[What you have to do]: Going through the entries below, copy out each line that contains "message".

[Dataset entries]

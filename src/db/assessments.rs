use async_trait::async_trait;
use sqlx::PgPool;
use uuid::Uuid;

use crate::models::Assessment;
use crate::pagination::{Page, PageRequest};
use crate::store::{AssessmentStore, StoreError};

pub struct PgAssessmentStore {
    pool: PgPool,
}

impl PgAssessmentStore {
    pub fn new(pool: PgPool) -> Self {
        Self { pool }
    }
}

#[async_trait]
impl AssessmentStore for PgAssessmentStore {
    async fn find_by_id(&self, id: Uuid) -> Result<Option<Assessment>, StoreError> {
        let assessment = sqlx::query_as::<_, Assessment>("SELECT * FROM assessments WHERE id = $1")
            .bind(id)
            .fetch_optional(&self.pool)
            .await?;
        Ok(assessment)
    }

    async fn find_first_by_type_ignore_case(
        &self,
        kind: &str,
    ) -> Result<Option<Assessment>, StoreError> {
        let assessment = sqlx::query_as::<_, Assessment>(
            "SELECT * FROM assessments WHERE lower(type) = lower($1)
             ORDER BY created_date, id LIMIT 1",
        )
        .bind(kind)
        .fetch_optional(&self.pool)
        .await?;
        Ok(assessment)
    }

    async fn find_page(
        &self,
        kind: Option<&str>,
        page: &PageRequest,
    ) -> Result<Page<Assessment>, StoreError> {
        let (limit, offset) = page.limit_offset();
        let order = page.order_by();

        let (assessments, total): (Vec<Assessment>, i64) = if let Some(kind) = kind {
            let rows = sqlx::query_as::<_, Assessment>(&format!(
                "SELECT * FROM assessments WHERE type = $3 {order} LIMIT $1 OFFSET $2"
            ))
            .bind(limit)
            .bind(offset)
            .bind(kind)
            .fetch_all(&self.pool)
            .await?;
            let total: i64 = sqlx::query_scalar("SELECT COUNT(*) FROM assessments WHERE type = $1")
                .bind(kind)
                .fetch_one(&self.pool)
                .await?;
            (rows, total)
        } else {
            let rows = sqlx::query_as::<_, Assessment>(&format!(
                "SELECT * FROM assessments {order} LIMIT $1 OFFSET $2"
            ))
            .bind(limit)
            .bind(offset)
            .fetch_all(&self.pool)
            .await?;
            let total: i64 = sqlx::query_scalar("SELECT COUNT(*) FROM assessments")
                .fetch_one(&self.pool)
                .await?;
            (rows, total)
        };

        Ok(Page::new(assessments, total.max(0) as u64, page))
    }

    async fn save(&self, assessment: &Assessment) -> Result<Assessment, StoreError> {
        let saved = sqlx::query_as::<_, Assessment>(
            "INSERT INTO assessments (id, name, description, type, created_date)
             VALUES ($1, $2, $3, $4, $5)
             ON CONFLICT (id) DO UPDATE SET
                name = EXCLUDED.name,
                description = EXCLUDED.description,
                type = EXCLUDED.type
             RETURNING *",
        )
        .bind(assessment.id)
        .bind(&assessment.name)
        .bind(&assessment.description)
        .bind(&assessment.kind)
        .bind(assessment.created_date)
        .fetch_one(&self.pool)
        .await?;
        Ok(saved)
    }

    async fn delete(&self, id: Uuid) -> Result<(), StoreError> {
        sqlx::query("DELETE FROM assessments WHERE id = $1")
            .bind(id)
            .execute(&self.pool)
            .await?;
        Ok(())
    }
}
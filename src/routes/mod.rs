pub mod account;
pub mod assessments;
pub mod submissions;
pub mod users;

use axum::routing::get;
use axum::Router;

use crate::state::SharedState;

pub fn api_routes() -> Router<SharedState> {
    Router::new()
        // Submissions
        .route(
            "/api/submissions",
            get(submissions::list).post(submissions::create),
        )
        .route("/api/submissions/search", get(submissions::search))
        .route(
            "/api/submissions/{id}",
            get(submissions::get)
                .put(submissions::update)
                .patch(submissions::partial_update)
                .delete(submissions::delete),
        )
        // Assessments
        .route(
            "/api/assessments",
            get(assessments::list).post(assessments::create),
        )
        .route(
            "/api/assessments/{id}",
            get(assessments::get)
                .put(assessments::update)
                .patch(assessments::partial_update)
                .delete(assessments::delete),
        )
        // Users
        .route("/api/users", get(users::list))
        .route("/api/users/{login}", get(users::get))
        // Account
        .route("/api/activate", get(account::activate))
}
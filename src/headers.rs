use axum::http::header::{LINK, LOCATION};
use axum::http::{HeaderMap, HeaderName, HeaderValue, Uri};

use crate::pagination::Page;

pub const X_TOTAL_COUNT: HeaderName = HeaderName::from_static("x-total-count");

/// Build `X-Total-Count` and an RFC 5988 `Link` header for `page`. Links keep
/// every query parameter of `uri` except `page` and `size`, which are rewritten.
pub fn pagination_headers<T>(base_url: &str, uri: &Uri, page: &Page<T>) -> HeaderMap {
    let mut headers = HeaderMap::new();
    headers.insert(X_TOTAL_COUNT, HeaderValue::from(page.total));

    let total_pages = page.total_pages();
    let mut links = Vec::with_capacity(4);
    if page.page + 1 < total_pages {
        links.push(link(base_url, uri, page.page + 1, page.size, "next"));
    }
    if page.page > 0 {
        links.push(link(base_url, uri, page.page - 1, page.size, "prev"));
    }
    let last = total_pages.saturating_sub(1);
    links.push(link(base_url, uri, last, page.size, "last"));
    links.push(link(base_url, uri, 0, page.size, "first"));

    match HeaderValue::from_str(&links.join(",")) {
        Ok(value) => {
            headers.insert(LINK, value);
        }
        Err(e) => tracing::warn!("Skipping Link header: {e}"),
    }
    headers
}

fn link(base_url: &str, uri: &Uri, page: u64, size: u64, rel: &str) -> String {
    let mut query = form_urlencoded::Serializer::new(String::new());
    for (key, value) in form_urlencoded::parse(uri.query().unwrap_or("").as_bytes()) {
        if key != "page" && key != "size" {
            query.append_pair(&key, &value);
        }
    }
    query.append_pair("page", &page.to_string());
    query.append_pair("size", &size.to_string());

    format!(
        "<{}{}?{}>; rel=\"{rel}\"",
        base_url.trim_end_matches('/'),
        uri.path(),
        query.finish()
    )
}

/// Header names for entity alerts, derived once from the application name.
#[derive(Debug, Clone)]
pub struct AlertHeaders {
    app_name: String,
    alert: HeaderName,
    params: HeaderName,
}

impl AlertHeaders {
    pub fn new(app_name: &str) -> Result<Self, String> {
        let alert = HeaderName::from_bytes(format!("X-{app_name}-alert").as_bytes())
            .map_err(|e| format!("Invalid application name '{app_name}': {e}"))?;
        let params = HeaderName::from_bytes(format!("X-{app_name}-params").as_bytes())
            .map_err(|e| format!("Invalid application name '{app_name}': {e}"))?;
        Ok(Self {
            app_name: app_name.to_string(),
            alert,
            params,
        })
    }

    /// Alert headers for a created entity, plus `Location` pointing at it.
    pub fn created(&self, entity: &str, location: &str, id: &str) -> HeaderMap {
        let mut headers = self.alert(entity, "created", id);
        if let Ok(value) = HeaderValue::from_str(location) {
            headers.insert(LOCATION, value);
        }
        headers
    }

    pub fn updated(&self, entity: &str, id: &str) -> HeaderMap {
        self.alert(entity, "updated", id)
    }

    pub fn deleted(&self, entity: &str, id: &str) -> HeaderMap {
        self.alert(entity, "deleted", id)
    }

    fn alert(&self, entity: &str, action: &str, id: &str) -> HeaderMap {
        let mut headers = HeaderMap::new();
        let message = format!("{}.{entity}.{action}", self.app_name);
        if let Ok(value) = HeaderValue::from_str(&message) {
            headers.insert(self.alert.clone(), value);
        }
        if let Ok(value) = HeaderValue::from_str(id) {
            headers.insert(self.params.clone(), value);
        }
        headers
    }
}

#[cfg(test)]
mod tests {
    use super::*;
    use crate::pagination::PageRequest;

    fn links(headers: &HeaderMap) -> String {
        headers[LINK].to_str().unwrap().to_string()
    }

    #[test]
    fn middle_page_has_all_four_links() {
        let uri: Uri = "/api/submissions?user=bob&page=1&size=2&sort=id,desc"
            .parse()
            .unwrap();
        let request = PageRequest::new(1, 2, vec![]).unwrap();
        let page = Page::new(vec![(), ()], 5, &request);

        let headers = pagination_headers("http://localhost:8080", &uri, &page);

        assert_eq!(headers[X_TOTAL_COUNT], "5");
        assert_eq!(
            links(&headers),
            "<http://localhost:8080/api/submissions?user=bob&sort=id%2Cdesc&page=2&size=2>; rel=\"next\",\
             <http://localhost:8080/api/submissions?user=bob&sort=id%2Cdesc&page=0&size=2>; rel=\"prev\",\
             <http://localhost:8080/api/submissions?user=bob&sort=id%2Cdesc&page=2&size=2>; rel=\"last\",\
             <http://localhost:8080/api/submissions?user=bob&sort=id%2Cdesc&page=0&size=2>; rel=\"first\""
        );
    }

    #[test]
    fn empty_result_links_first_and_last_to_page_zero() {
        let uri: Uri = "/api/assessments".parse().unwrap();
        let request = PageRequest::new(0, 20, vec![]).unwrap();
        let page: Page<()> = Page::empty(&request);

        let headers = pagination_headers("", &uri, &page);

        assert_eq!(headers[X_TOTAL_COUNT], "0");
        assert_eq!(
            links(&headers),
            "</api/assessments?page=0&size=20>; rel=\"last\",</api/assessments?page=0&size=20>; rel=\"first\""
        );
    }

    #[test]
    fn alert_headers_use_application_name() {
        let alerts = AlertHeaders::new("catApp").unwrap();
        let headers = alerts.created("submission", "/api/submissions/42", "42");
        assert_eq!(headers["x-catapp-alert"], "catApp.submission.created");
        assert_eq!(headers["x-catapp-params"], "42");
        assert_eq!(headers[LOCATION], "/api/submissions/42");
    }

    #[test]
    fn rejects_application_name_with_spaces() {
        assert!(AlertHeaders::new("cat app").is_err());
    }
}
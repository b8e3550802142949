use std::sync::Arc;

use crate::config::Config;
use crate::headers::AlertHeaders;
use crate::lookup::EntityLookup;
use crate::store::Stores;

pub type SharedState = Arc<AppState>;

pub struct AppState {
    pub config: Config,
    pub stores: Stores,
    pub lookup: EntityLookup,
    pub alerts: AlertHeaders,
}
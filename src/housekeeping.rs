use std::time::Duration;

use chrono::{DateTime, Utc};
use tokio::sync::watch;
use tokio::task::JoinHandle;

use crate::state::{AppState, SharedState};
use crate::store::StoreError;

/// Spawn the cleanup loop. It runs once per configured interval until
/// `shutdown` flips to `true`.
pub fn spawn(state: SharedState, shutdown: watch::Receiver<bool>) -> JoinHandle<()> {
    tokio::spawn(run(state, shutdown))
}

/// Join the cleanup task, logging a panic or cancellation instead of dropping it.
pub async fn wait(handle: JoinHandle<()>) {
    if let Err(e) = handle.await {
        tracing::error!("Housekeeping task failed: {e}");
    }
}

async fn run(state: SharedState, mut shutdown: watch::Receiver<bool>) {
    let interval = Duration::from_secs(state.config.housekeeping_interval_secs);
    tracing::debug!("Housekeeping started, interval {interval:?}");

    loop {
        if *shutdown.borrow() {
            break;
        }

        match remove_not_activated_users(&state, Utc::now()).await {
            Ok(0) => {}
            Ok(removed) => tracing::info!("Removed {removed} not activated users"),
            Err(e) => tracing::error!("Housekeeping error: {e}"),
        }

        tokio::select! {
            _ = tokio::time::sleep(interval) => {}
            _ = shutdown.changed() => {}
        }
    }

    tracing::debug!("Housekeeping stopped");
}

/// Delete users that hold an activation key, are not activated, and were
/// created more than the configured number of days before `now`.
pub async fn remove_not_activated_users(
    state: &AppState,
    now: DateTime<Utc>,
) -> Result<usize, StoreError> {
    let cutoff = now - chrono::Duration::days(state.config.unactivated_user_ttl_days);
    let stale = state
        .stores
        .users
        .find_unactivated_created_before(cutoff)
        .await?;

    for user in &stale {
        tracing::debug!("Deleting not activated user {}", user.login);
        state.lookup.delete_user(user).await?;
    }

    Ok(stale.len())
}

[Output for this exercise]:
        let message = format!("{}.{entity}.{action}", self.app_name);
        if let Ok(value) = HeaderValue::from_str(&message) {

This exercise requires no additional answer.